BUJUMBURA, Burundi
Col. Jean Bikomagu, Burundi's former army chief-of-staff, was killed in his Bujumbura home on Saturday, according to a police spokesman.
Nkurikiye Pierre, deputy spokesman for the Burundian police, told Anadolu Agency that unidentified attackers had shot Bikomagu in his home, killing him instantly.
Bikomagu began serving as army chief-of-staff in 1993, the same year that the country’s first democratically elected president, Melchior Ndadaye, was assassinated.
He remained at the helm of the army during the country’s bloody conflict between Hutus and Tutsis, which finally ended with a 2005 peace agreement.
Following Bikomagu’s murder on Saturday, the African Union issued a Sunday statement describing recent unrest in Burundi as a “catastrophe”.
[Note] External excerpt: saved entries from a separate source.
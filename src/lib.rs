//! Content-sharing backend core: identity and follow graph, articles with
//! unique slugs, favorites, comments, personalized feeds, and a cached tag
//! list.
//!
//! The HTTP layer in front of this crate owns routing, request parsing and
//! response envelopes; it resolves an authenticated [`users::models::User`]
//! (via [`users::user_from_token`]) and calls the operation functions in
//! [`users`], [`profile`], [`article`], [`comment`] and [`tags`]. Those
//! functions run against injected capabilities: a [`store::Store`] (Postgres
//! via [`db::PgStore`], or [`store::MemStore`] in tests), a [`cache::Cache`],
//! and the hasher/token contracts in [`auth`].

pub mod article;
pub mod auth;
pub mod cache;
pub mod comment;
pub mod config;
pub mod db;
pub mod error;
pub mod profile;
pub mod store;
pub mod tags;
pub mod types;
pub mod users;
mod utils;

pub use crate::config::Config;
pub use crate::error::{Error, ValidationError};
pub use crate::store::{MemStore, Store, StoreError};
pub use crate::types::Pagination;
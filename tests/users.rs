mod common;

use common::register_user;
use conduit::auth::{JwtIssuer, PasswordHasher, Pbkdf2Hasher, TokenIssuer};
use conduit::users::{self, Registration, UserUpdate};
use conduit::{Error, MemStore, Store};

fn registration(username: &str, email: &str) -> Registration {
    Registration {
        username: username.to_string(),
        email: email.to_string(),
        password: "testpass123".to_string(),
        bio: None,
        image: None,
    }
}

#[test]
fn register_creates_account() {
    let store = MemStore::new();
    let hasher = Pbkdf2Hasher;
    let user = users::register(
        &store,
        &hasher,
        Registration {
            bio: Some("Test bio".to_string()),
            ..registration("testuser", "test@example.com")
        },
    )
    .unwrap();

    assert_eq!(user.username, "testuser");
    assert_eq!(user.email, "test@example.com");
    assert_eq!(user.bio.as_deref(), Some("Test bio"));
    assert!(user.active);
    assert_ne!(user.password_hash, "testpass123");
    assert!(hasher.verify("testpass123", &user.password_hash).unwrap());
}

#[test]
fn register_rejects_duplicate_email() {
    let store = MemStore::new();
    register_user(&store, "testuser");

    let err = users::register(
        &store,
        &Pbkdf2Hasher,
        registration("otheruser", "testuser@example.com"),
    )
    .unwrap_err();
    match err {
        Error::Conflict(fields) => assert!(fields.contains("email")),
        other => panic!("expected conflict, got {other:?}"),
    }
}

#[test]
fn register_rejects_duplicate_username() {
    let store = MemStore::new();
    register_user(&store, "testuser");

    let err = users::register(
        &store,
        &Pbkdf2Hasher,
        registration("testuser", "other@example.com"),
    )
    .unwrap_err();
    match err {
        Error::Conflict(fields) => assert!(fields.contains("username")),
        other => panic!("expected conflict, got {other:?}"),
    }
}

#[test]
fn register_reports_every_shape_problem_at_once() {
    let store = MemStore::new();
    let err = users::register(
        &store,
        &Pbkdf2Hasher,
        Registration {
            username: "x".to_string(),
            email: "not-an-email".to_string(),
            password: "short".to_string(),
            bio: None,
            image: None,
        },
    )
    .unwrap_err();
    match err {
        Error::Validation(fields) => {
            assert!(fields.contains("username"));
            assert!(fields.contains("email"));
            assert!(fields.contains("password"));
        }
        other => panic!("expected validation failure, got {other:?}"),
    }
    // Nothing was written.
    assert!(store.user_by_username("x").unwrap().is_none());
}

#[test]
fn login_round_trip() {
    let store = MemStore::new();
    let issuer = JwtIssuer::new("secret");
    register_user(&store, "testuser");

    let view = users::login(
        &store,
        &Pbkdf2Hasher,
        &issuer,
        "testuser@example.com",
        "testpass123",
    )
    .unwrap();
    assert_eq!(view.username, "testuser");
    assert!(!view.token.is_empty());

    let resolved = users::user_from_token(&store, &issuer, &view.token).unwrap();
    assert_eq!(resolved.username, "testuser");
}

#[test]
fn login_rejects_wrong_password() {
    let store = MemStore::new();
    register_user(&store, "testuser");

    let err = users::login(
        &store,
        &Pbkdf2Hasher,
        &JwtIssuer::new("secret"),
        "testuser@example.com",
        "wrongpass123",
    )
    .unwrap_err();
    assert!(matches!(err, Error::AuthenticationFailed(_)));
}

#[test]
fn login_rejects_unknown_email() {
    let store = MemStore::new();
    let err = users::login(
        &store,
        &Pbkdf2Hasher,
        &JwtIssuer::new("secret"),
        "nobody@example.com",
        "testpass123",
    )
    .unwrap_err();
    assert!(matches!(err, Error::AuthenticationFailed(_)));
}

#[test]
fn login_rejects_disabled_account() {
    let store = MemStore::new();
    let mut user = register_user(&store, "testuser");
    user.active = false;
    store.update_user(&user).unwrap();

    let err = users::login(
        &store,
        &Pbkdf2Hasher,
        &JwtIssuer::new("secret"),
        "testuser@example.com",
        "testpass123",
    )
    .unwrap_err();
    match err {
        Error::AuthenticationFailed(message) => assert!(message.contains("disabled")),
        other => panic!("expected authentication failure, got {other:?}"),
    }
}

#[test]
fn token_for_vanished_user_is_rejected() {
    let store = MemStore::new();
    let issuer = JwtIssuer::new("secret");
    let user = register_user(&store, "testuser");
    let other_store = MemStore::new();

    let token = issuer.issue(&user).unwrap();
    let err = users::user_from_token(&other_store, &issuer, &token).unwrap_err();
    assert!(matches!(err, Error::AuthenticationFailed(_)));
}

#[test]
fn update_user_replaces_optional_fields() {
    let store = MemStore::new();
    let user = register_user(&store, "testuser");

    let updated = users::update_user(
        &store,
        &Pbkdf2Hasher,
        &user,
        UserUpdate {
            bio: Some("New bio".to_string()),
            image: Some("https://example.com/image.jpg".to_string()),
            ..UserUpdate::default()
        },
    )
    .unwrap();
    assert_eq!(updated.bio.as_deref(), Some("New bio"));
    assert_eq!(updated.image.as_deref(), Some("https://example.com/image.jpg"));
    // Untouched fields survive.
    assert_eq!(updated.username, "testuser");
    assert_eq!(updated.email, "testuser@example.com");
}

#[test]
fn update_user_rejects_taken_username() {
    let store = MemStore::new();
    register_user(&store, "testuser");
    let other = register_user(&store, "otheruser");

    let err = users::update_user(
        &store,
        &Pbkdf2Hasher,
        &other,
        UserUpdate {
            username: Some("testuser".to_string()),
            ..UserUpdate::default()
        },
    )
    .unwrap_err();
    match err {
        Error::Conflict(fields) => assert!(fields.contains("username")),
        other => panic!("expected conflict, got {other:?}"),
    }
    // The rename did not go through.
    let unchanged = store.user_by_id(other.id).unwrap().unwrap();
    assert_eq!(unchanged.username, "otheruser");
}

#[test]
fn update_user_keeping_own_username_is_not_a_conflict() {
    let store = MemStore::new();
    let user = register_user(&store, "testuser");

    let updated = users::update_user(
        &store,
        &Pbkdf2Hasher,
        &user,
        UserUpdate {
            username: Some("testuser".to_string()),
            bio: Some("still me".to_string()),
            ..UserUpdate::default()
        },
    )
    .unwrap();
    assert_eq!(updated.username, "testuser");
    assert_eq!(updated.bio.as_deref(), Some("still me"));
}

#[test]
fn update_user_rehashes_password() {
    let store = MemStore::new();
    let issuer = JwtIssuer::new("secret");
    let user = register_user(&store, "testuser");

    users::update_user(
        &store,
        &Pbkdf2Hasher,
        &user,
        UserUpdate {
            password: Some("newpassword1".to_string()),
            ..UserUpdate::default()
        },
    )
    .unwrap();

    assert!(users::login(
        &store,
        &Pbkdf2Hasher,
        &issuer,
        "testuser@example.com",
        "newpassword1",
    )
    .is_ok());
    assert!(matches!(
        users::login(
            &store,
            &Pbkdf2Hasher,
            &issuer,
            "testuser@example.com",
            "testpass123",
        ),
        Err(Error::AuthenticationFailed(_))
    ));
}
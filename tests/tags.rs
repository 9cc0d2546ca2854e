mod common;

use common::{draft, register_user, tagged_draft, ObservedStore};
use conduit::article::{self, ArticleUpdate};
use conduit::cache::MemoryCache;
use conduit::tags;

#[test]
fn list_tags_reads_through_the_cache() {
    let store = ObservedStore::new();
    let cache = MemoryCache::new();
    let author = register_user(&store, "testuser");
    article::create_article(&store, &cache, &author, tagged_draft("One", &["rust"])).unwrap();

    let first = tags::list_tags(&store, &cache).unwrap();
    assert_eq!(first, vec!["rust".to_string()]);
    assert_eq!(store.tag_query_count(), 1);

    // Second call is served from the cache.
    let second = tags::list_tags(&store, &cache).unwrap();
    assert_eq!(second, first);
    assert_eq!(store.tag_query_count(), 1);
}

#[test]
fn empty_tag_list_is_cached_like_any_other_value() {
    let store = ObservedStore::new();
    let cache = MemoryCache::new();

    assert!(tags::list_tags(&store, &cache).unwrap().is_empty());
    assert!(tags::list_tags(&store, &cache).unwrap().is_empty());
    assert_eq!(store.tag_query_count(), 1);
}

#[test]
fn creating_an_article_with_a_new_tag_invalidates_the_cache() {
    let store = ObservedStore::new();
    let cache = MemoryCache::new();
    let author = register_user(&store, "testuser");
    article::create_article(&store, &cache, &author, tagged_draft("One", &["rust"])).unwrap();

    assert_eq!(tags::list_tags(&store, &cache).unwrap(), vec!["rust".to_string()]);
    assert_eq!(store.tag_query_count(), 1);

    article::create_article(&store, &cache, &author, tagged_draft("Two", &["testing"])).unwrap();

    // The next read misses and sees the new tag immediately.
    let listed = tags::list_tags(&store, &cache).unwrap();
    assert_eq!(listed, vec!["rust".to_string(), "testing".to_string()]);
    assert_eq!(store.tag_query_count(), 2);
}

#[test]
fn replacing_tags_on_update_invalidates_the_cache() {
    let store = ObservedStore::new();
    let cache = MemoryCache::new();
    let author = register_user(&store, "testuser");
    article::create_article(&store, &cache, &author, tagged_draft("One", &["rust"])).unwrap();

    tags::list_tags(&store, &cache).unwrap();
    assert_eq!(store.tag_query_count(), 1);

    article::update_article(
        &store,
        &cache,
        &author,
        "one",
        ArticleUpdate {
            tag_list: Some(vec!["diesel".to_string()]),
            ..ArticleUpdate::default()
        },
    )
    .unwrap();

    let listed = tags::list_tags(&store, &cache).unwrap();
    assert_eq!(listed, vec!["rust".to_string(), "diesel".to_string()]);
    assert_eq!(store.tag_query_count(), 2);
}

#[test]
fn untagged_mutations_leave_the_cache_alone() {
    let store = ObservedStore::new();
    let cache = MemoryCache::new();
    let author = register_user(&store, "testuser");
    article::create_article(&store, &cache, &author, tagged_draft("One", &["rust"])).unwrap();

    tags::list_tags(&store, &cache).unwrap();
    assert_eq!(store.tag_query_count(), 1);

    // A create without tags and an update that does not touch the tag set
    // both keep the cached entry.
    article::create_article(&store, &cache, &author, draft("Two")).unwrap();
    article::update_article(
        &store,
        &cache,
        &author,
        "two",
        ArticleUpdate {
            body: Some("Updated body".to_string()),
            ..ArticleUpdate::default()
        },
    )
    .unwrap();

    tags::list_tags(&store, &cache).unwrap();
    assert_eq!(store.tag_query_count(), 1);
}

#[test]
fn tags_are_never_deleted_from_the_listing() {
    let store = ObservedStore::new();
    let cache = MemoryCache::new();
    let author = register_user(&store, "testuser");
    article::create_article(&store, &cache, &author, tagged_draft("One", &["rust"])).unwrap();

    // Dropping the only article using a tag keeps the tag identity alive.
    article::update_article(
        &store,
        &cache,
        &author,
        "one",
        ArticleUpdate {
            tag_list: Some(Vec::new()),
            ..ArticleUpdate::default()
        },
    )
    .unwrap();

    assert_eq!(tags::list_tags(&store, &cache).unwrap(), vec!["rust".to_string()]);
}
diesel::table! {
    users (id) {
        id -> Int4,
        username -> Varchar,
        email -> Text,
        password_hash -> Text,
        bio -> Nullable<Text>,
        image -> Nullable<Text>,
        active -> Bool,
    }
}

diesel::table! {
    follows (id) {
        id -> Int4,
        follower_id -> Int4,
        followed_id -> Int4,
    }
}

diesel::table! {
    articles (id) {
        id -> Int4,
        author_id -> Int4,
        slug -> Text,
        title -> Text,
        description -> Text,
        body -> Text,
        created_at -> Timestamptz,
        updated_at -> Timestamptz,
    }
}

diesel::table! {
    tags (id) {
        id -> Int4,
        name -> Varchar,
    }
}

diesel::table! {
    article_tags (id) {
        id -> Int4,
        article_id -> Int4,
        tag_id -> Int4,
    }
}

diesel::table! {
    favorites (id) {
        id -> Int4,
        user_id -> Int4,
        article_id -> Int4,
    }
}

diesel::table! {
    comments (id) {
        id -> Int4,
        article_id -> Int4,
        author_id -> Int4,
        body -> Text,
        created_at -> Timestamptz,
        updated_at -> Timestamptz,
    }
}

diesel::joinable!(articles -> users (author_id));
diesel::joinable!(article_tags -> articles (article_id));
diesel::joinable!(article_tags -> tags (tag_id));
diesel::joinable!(favorites -> articles (article_id));
diesel::joinable!(favorites -> users (user_id));
diesel::joinable!(comments -> articles (article_id));
diesel::joinable!(comments -> users (author_id));

diesel::allow_tables_to_appear_in_same_query!(
    users,
    follows,
    articles,
    tags,
    article_tags,
    favorites,
    comments,
);
//! Shared harness for the service-level tests: a fresh in-memory backend per
//! test, canned fixtures, and an instrumented store wrapper for exercising
//! the slug race and the tag-cache read-through.

#![allow(dead_code)]

use std::collections::{HashMap, HashSet};
use std::sync::atomic::{AtomicUsize, Ordering};

use conduit::article::{Article, ArticleDraft, ArticleFilter, NewArticle};
use conduit::auth::Pbkdf2Hasher;
use conduit::comment::{Comment, NewComment};
use conduit::users::models::{NewUser, User};
use conduit::users::{self, Registration};
use conduit::{MemStore, Pagination, Store, StoreError};

pub fn register_user(store: &dyn Store, username: &str) -> User {
    users::register(
        store,
        &Pbkdf2Hasher,
        Registration {
            username: username.to_string(),
            email: format!("{username}@example.com"),
            password: "testpass123".to_string(),
            bio: None,
            image: None,
        },
    )
    .expect("registration should succeed")
}

pub fn draft(title: &str) -> ArticleDraft {
    ArticleDraft {
        title: title.to_string(),
        description: "Test description".to_string(),
        body: "Test body content".to_string(),
        tag_list: Vec::new(),
    }
}

pub fn tagged_draft(title: &str, tags: &[&str]) -> ArticleDraft {
    ArticleDraft {
        tag_list: tags.iter().map(|tag| tag.to_string()).collect(),
        ..draft(title)
    }
}

/// Delegates everything to a [`MemStore`] while (a) optionally lying that a
/// slug candidate is free, to reproduce the check-then-insert race losing
/// side, and (b) counting `distinct_tags` hits, to observe cache behavior.
#[derive(Default)]
pub struct ObservedStore {
    inner: MemStore,
    pub free_slug_lies: AtomicUsize,
    pub distinct_tag_calls: AtomicUsize,
}

impl ObservedStore {
    pub fn new() -> Self {
        ObservedStore::default()
    }

    pub fn lie_that_next_slug_is_free(&self, times: usize) {
        self.free_slug_lies.store(times, Ordering::SeqCst);
    }

    pub fn tag_query_count(&self) -> usize {
        self.distinct_tag_calls.load(Ordering::SeqCst)
    }
}

impl Store for ObservedStore {
    fn insert_user(&self, user: NewUser) -> Result<User, StoreError> {
        self.inner.insert_user(user)
    }
    fn user_by_id(&self, id: i32) -> Result<Option<User>, StoreError> {
        self.inner.user_by_id(id)
    }
    fn user_by_email(&self, email: &str) -> Result<Option<User>, StoreError> {
        self.inner.user_by_email(email)
    }
    fn user_by_username(&self, username: &str) -> Result<Option<User>, StoreError> {
        self.inner.user_by_username(username)
    }
    fn users_by_ids(&self, ids: &[i32]) -> Result<HashMap<i32, User>, StoreError> {
        self.inner.users_by_ids(ids)
    }
    fn update_user(&self, user: &User) -> Result<User, StoreError> {
        self.inner.update_user(user)
    }
    fn username_exists(&self, username: &str, exclude: Option<i32>) -> Result<bool, StoreError> {
        self.inner.username_exists(username, exclude)
    }
    fn email_exists(&self, email: &str, exclude: Option<i32>) -> Result<bool, StoreError> {
        self.inner.email_exists(email, exclude)
    }
    fn insert_follow(&self, follower_id: i32, followed_id: i32) -> Result<(), StoreError> {
        self.inner.insert_follow(follower_id, followed_id)
    }
    fn delete_follow(&self, follower_id: i32, followed_id: i32) -> Result<(), StoreError> {
        self.inner.delete_follow(follower_id, followed_id)
    }
    fn is_following(&self, follower_id: i32, followed_id: i32) -> Result<bool, StoreError> {
        self.inner.is_following(follower_id, followed_id)
    }
    fn following_map(
        &self,
        follower_id: i32,
        user_ids: &[i32],
    ) -> Result<HashSet<i32>, StoreError> {
        self.inner.following_map(follower_id, user_ids)
    }
    fn slug_exists(&self, slug: &str, exclude: Option<i32>) -> Result<bool, StoreError> {
        if self.free_slug_lies.load(Ordering::SeqCst) > 0 {
            self.free_slug_lies.fetch_sub(1, Ordering::SeqCst);
            return Ok(false);
        }
        self.inner.slug_exists(slug, exclude)
    }
    fn insert_article(
        &self,
        article: NewArticle,
        tag_names: &[String],
    ) -> Result<Article, StoreError> {
        self.inner.insert_article(article, tag_names)
    }
    fn update_article(
        &self,
        article: &Article,
        tag_names: Option<&[String]>,
    ) -> Result<Article, StoreError> {
        self.inner.update_article(article, tag_names)
    }
    fn article_by_slug(&self, slug: &str) -> Result<Option<Article>, StoreError> {
        self.inner.article_by_slug(slug)
    }
    fn delete_article(&self, article_id: i32) -> Result<(), StoreError> {
        self.inner.delete_article(article_id)
    }
    fn list_articles(
        &self,
        filter: &ArticleFilter,
        page: Pagination,
    ) -> Result<(Vec<Article>, i64), StoreError> {
        self.inner.list_articles(filter, page)
    }
    fn feed_articles(
        &self,
        follower_id: i32,
        page: Pagination,
    ) -> Result<(Vec<Article>, i64), StoreError> {
        self.inner.feed_articles(follower_id, page)
    }
    fn insert_favorite(&self, user_id: i32, article_id: i32) -> Result<(), StoreError> {
        self.inner.insert_favorite(user_id, article_id)
    }
    fn delete_favorite(&self, user_id: i32, article_id: i32) -> Result<(), StoreError> {
        self.inner.delete_favorite(user_id, article_id)
    }
    fn favorited_map(
        &self,
        user_id: i32,
        article_ids: &[i32],
    ) -> Result<HashSet<i32>, StoreError> {
        self.inner.favorited_map(user_id, article_ids)
    }
    fn favorites_counts(&self, article_ids: &[i32]) -> Result<HashMap<i32, i64>, StoreError> {
        self.inner.favorites_counts(article_ids)
    }
    fn tags_map(&self, article_ids: &[i32]) -> Result<HashMap<i32, Vec<String>>, StoreError> {
        self.inner.tags_map(article_ids)
    }
    fn distinct_tags(&self) -> Result<Vec<String>, StoreError> {
        self.distinct_tag_calls.fetch_add(1, Ordering::SeqCst);
        self.inner.distinct_tags()
    }
    fn insert_comment(&self, comment: NewComment) -> Result<Comment, StoreError> {
        self.inner.insert_comment(comment)
    }
    fn comment_by_id(&self, comment_id: i32) -> Result<Option<Comment>, StoreError> {
        self.inner.comment_by_id(comment_id)
    }
    fn comments_of_article(&self, article_id: i32) -> Result<Vec<Comment>, StoreError> {
        self.inner.comments_of_article(article_id)
    }
    fn delete_comment(&self, comment_id: i32) -> Result<(), StoreError> {
        self.inner.delete_comment(comment_id)
    }
}
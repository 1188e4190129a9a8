//! Typed configuration, loaded from a YAML file and layered with
//! environment overrides (prefix `SCOUR_`, double underscore nesting,
//! e.g. `SCOUR_CRAWLER__MAX_WORKERS`).
//!
//! The teacher crate declares the `config`/`dotenvy` dependencies without
//! ever loading anything through them; this is where that stack actually
//! gets used.

use std::path::Path;

use config::{Config, Environment, File};
use serde::Deserialize;

#[derive(Debug, Clone, Deserialize)]
pub struct CrawlerConfig {
    pub max_workers: usize,
    pub queue_size: usize,
    pub rate_limit_ms: u64,
    pub user_agent: String,
    pub timeout_secs: u64,
}

impl Default for CrawlerConfig {
    fn default() -> Self {
        Self {
            max_workers: 1000,
            queue_size: 10_000,
            rate_limit_ms: 0,
            user_agent: "scour/0.1".to_string(),
            timeout_secs: 30,
        }
    }
}

#[derive(Debug, Clone, Deserialize)]
pub struct PoolConfig {
    pub name: String,
    #[serde(rename = "type")]
    pub pool_type: String,
    #[serde(default)]
    pub providers: Vec<String>,
    #[serde(default)]
    pub endpoints: Vec<String>,
}

#[derive(Debug, Clone, Deserialize)]
pub struct ProxyConfig {
    pub enabled: bool,
    pub rotation_interval_secs: u64,
    pub health_check_interval_secs: u64,
    #[serde(default)]
    pub pools: Vec<PoolConfig>,
}

impl Default for ProxyConfig {
    fn default() -> Self {
        Self {
            enabled: false,
            rotation_interval_secs: 300,
            health_check_interval_secs: 60,
            pools: Vec::new(),
        }
    }
}

#[derive(Debug, Clone, Deserialize)]
pub struct StealthConfig {
    pub enabled: bool,
    pub fingerprint_rotation: bool,
    pub canvas_noise: bool,
    pub webgl_spoofing: bool,
    pub user_agent_rotation: bool,
    #[serde(default)]
    pub fingerprint_seed: Option<u64>,
}

impl Default for StealthConfig {
    fn default() -> Self {
        Self {
            enabled: false,
            fingerprint_rotation: false,
            canvas_noise: false,
            webgl_spoofing: false,
            user_agent_rotation: false,
            fingerprint_seed: None,
        }
    }
}

#[derive(Debug, Clone, Deserialize)]
pub struct StoreConfig {
    pub database_path: String,
    pub redis_url: String,
    pub cache_ttl_secs: u64,
}

impl Default for StoreConfig {
    fn default() -> Self {
        Self {
            database_path: "sqlite://scour.db".to_string(),
            redis_url: "redis://127.0.0.1:6379".to_string(),
            cache_ttl_secs: 3600,
        }
    }
}

#[derive(Debug, Clone, Deserialize)]
pub struct HttpConfig {
    pub bind_addr: String,
}

impl Default for HttpConfig {
    fn default() -> Self {
        Self { bind_addr: "0.0.0.0:8080".to_string() }
    }
}

#[derive(Debug, Clone, Deserialize, Default)]
pub struct AppConfig {
    #[serde(default)]
    pub crawler: CrawlerConfig,
    #[serde(default)]
    pub proxy: ProxyConfig,
    #[serde(default)]
    pub stealth: StealthConfig,
    #[serde(default)]
    pub store: StoreConfig,
    #[serde(default)]
    pub http: HttpConfig,
}

impl AppConfig {
    /// `path` is read if it exists; a missing file falls back to defaults
    /// layered with environment overrides. A present-but-malformed file is
    /// an error (`InitFailure` at the caller).
    pub fn load(path: impl AsRef<Path>) -> anyhow::Result<Self> {
        let path = path.as_ref();
        let mut builder = Config::builder();
        if path.exists() {
            builder = builder.add_source(File::from(path));
        }
        builder = builder.add_source(Environment::with_prefix("SCOUR").separator("__"));

        let config = builder.build()?;
        Ok(config.try_deserialize()?)
    }
}

#[cfg(test)]
mod tests {
    use super::*;

    #[test]
    fn missing_file_falls_back_to_defaults() {
        let config = AppConfig::load("/nonexistent/path/config.yaml").unwrap();
        assert_eq!(config.crawler.max_workers, 1000);
        assert_eq!(config.http.bind_addr, "0.0.0.0:8080");
    }

    #[test]
    fn env_override_wins_over_default() {
        std::env::set_var("SCOUR_HTTP__BIND_ADDR", "127.0.0.1:9999");
        let config = AppConfig::load("/nonexistent/path/config.yaml").unwrap();
        assert_eq!(config.http.bind_addr, "127.0.0.1:9999");
        std::env::remove_var("SCOUR_HTTP__BIND_ADDR");
    }
}
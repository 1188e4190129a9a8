//! Operator CLI: seed a session and its tasks directly into the durable
//! store, the same path `POST /sessions` takes.

use std::process::ExitCode;

use clap::Parser;
use scour::config::AppConfig;
use scour_core::security::UrlValidator;
use scour_core::{CrawlSession, CrawlTask, SessionRules};
use scour_store::{CrawlStore, SqliteStore};
use tracing::{error, info};

#[derive(Parser, Debug)]
#[command(name = "scour-seed")]
struct Args {
    #[arg(long, default_value = "config.yaml")]
    config: String,

    #[arg(long)]
    name: String,

    /// One or more absolute seed URLs.
    #[arg(long = "seed", required = true)]
    seeds: Vec<String>,

    #[arg(long, default_value_t = 0)]
    max_depth: u32,
}

#[tokio::main]
async fn main() -> ExitCode {
    scour::logging::init();

    let args = Args::parse();

    let validator = UrlValidator::default();
    for seed in &args.seeds {
        if let Err(e) = validator.validate_url(seed) {
            error!(seed = %seed, error = %e, "seed rejected");
            return ExitCode::FAILURE;
        }
    }

    let config = match AppConfig::load(&args.config) {
        Ok(c) => c,
        Err(e) => {
            error!(error = %e, "failed to load configuration");
            return ExitCode::FAILURE;
        }
    };

    let store = match SqliteStore::connect(&config.store.database_path).await {
        Ok(s) => s,
        Err(e) => {
            error!(error = %e, "failed to open crawl store");
            return ExitCode::FAILURE;
        }
    };

    let mut rules = SessionRules::default();
    rules.max_depth = args.max_depth;

    let session = CrawlSession::new(args.name, args.seeds.clone(), rules);
    if let Err(e) = store.create_crawl_session(&session).await {
        error!(error = %e, "failed to persist session");
        return ExitCode::FAILURE;
    }

    let tasks: Vec<CrawlTask> = args
        .seeds
        .iter()
        .map(|seed| CrawlTask::new(session.id, seed.clone()).with_max_depth(args.max_depth))
        .collect();
    if let Err(e) = store.create_tasks(&tasks).await {
        error!(error = %e, "failed to persist seed tasks");
        return ExitCode::FAILURE;
    }

    info!(session_id = %session.id, tasks = tasks.len(), "session seeded");
    ExitCode::SUCCESS
}
use thiserror::Error;

/// Errors produced by the shared data model / URL handling layer.
#[derive(Debug, Error)]
pub enum CoreError {
    #[error("invalid URL '{url}': {reason}")]
    InvalidUrl { url: String, reason: String },

    #[error("URL has no host component: '{url}'")]
    NoHost { url: String },
}
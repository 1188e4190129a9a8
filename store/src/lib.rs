//! Persistence collaborators: a relational/document store for sessions,
//! tasks and results, and a hot-result cache in front of it.

pub mod cache;
pub mod error;
pub mod sqlite_store;
pub mod traits;

pub use cache::RedisResultCache;
pub use error::StoreError;
pub use sqlite_store::SqliteStore;
pub use traits::{CrawlStore, ResultCache};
Notably, on August 2 – shortly after incumbent President Pierre Nkurunziza won a third term in office – Gen. Adolphe Nshimirimana, Burundi’s powerful spy chief and a Nkurunziza ally, was also killed in the capital.
Burundi has been rocked by protest since April, when the ruling party named Nkurunziza – in power since 2005 – its candidate for the presidency.
The country’s opposition, which boycotted the polls, says Nkurunziza lacks the constitutional right to sit for a third term.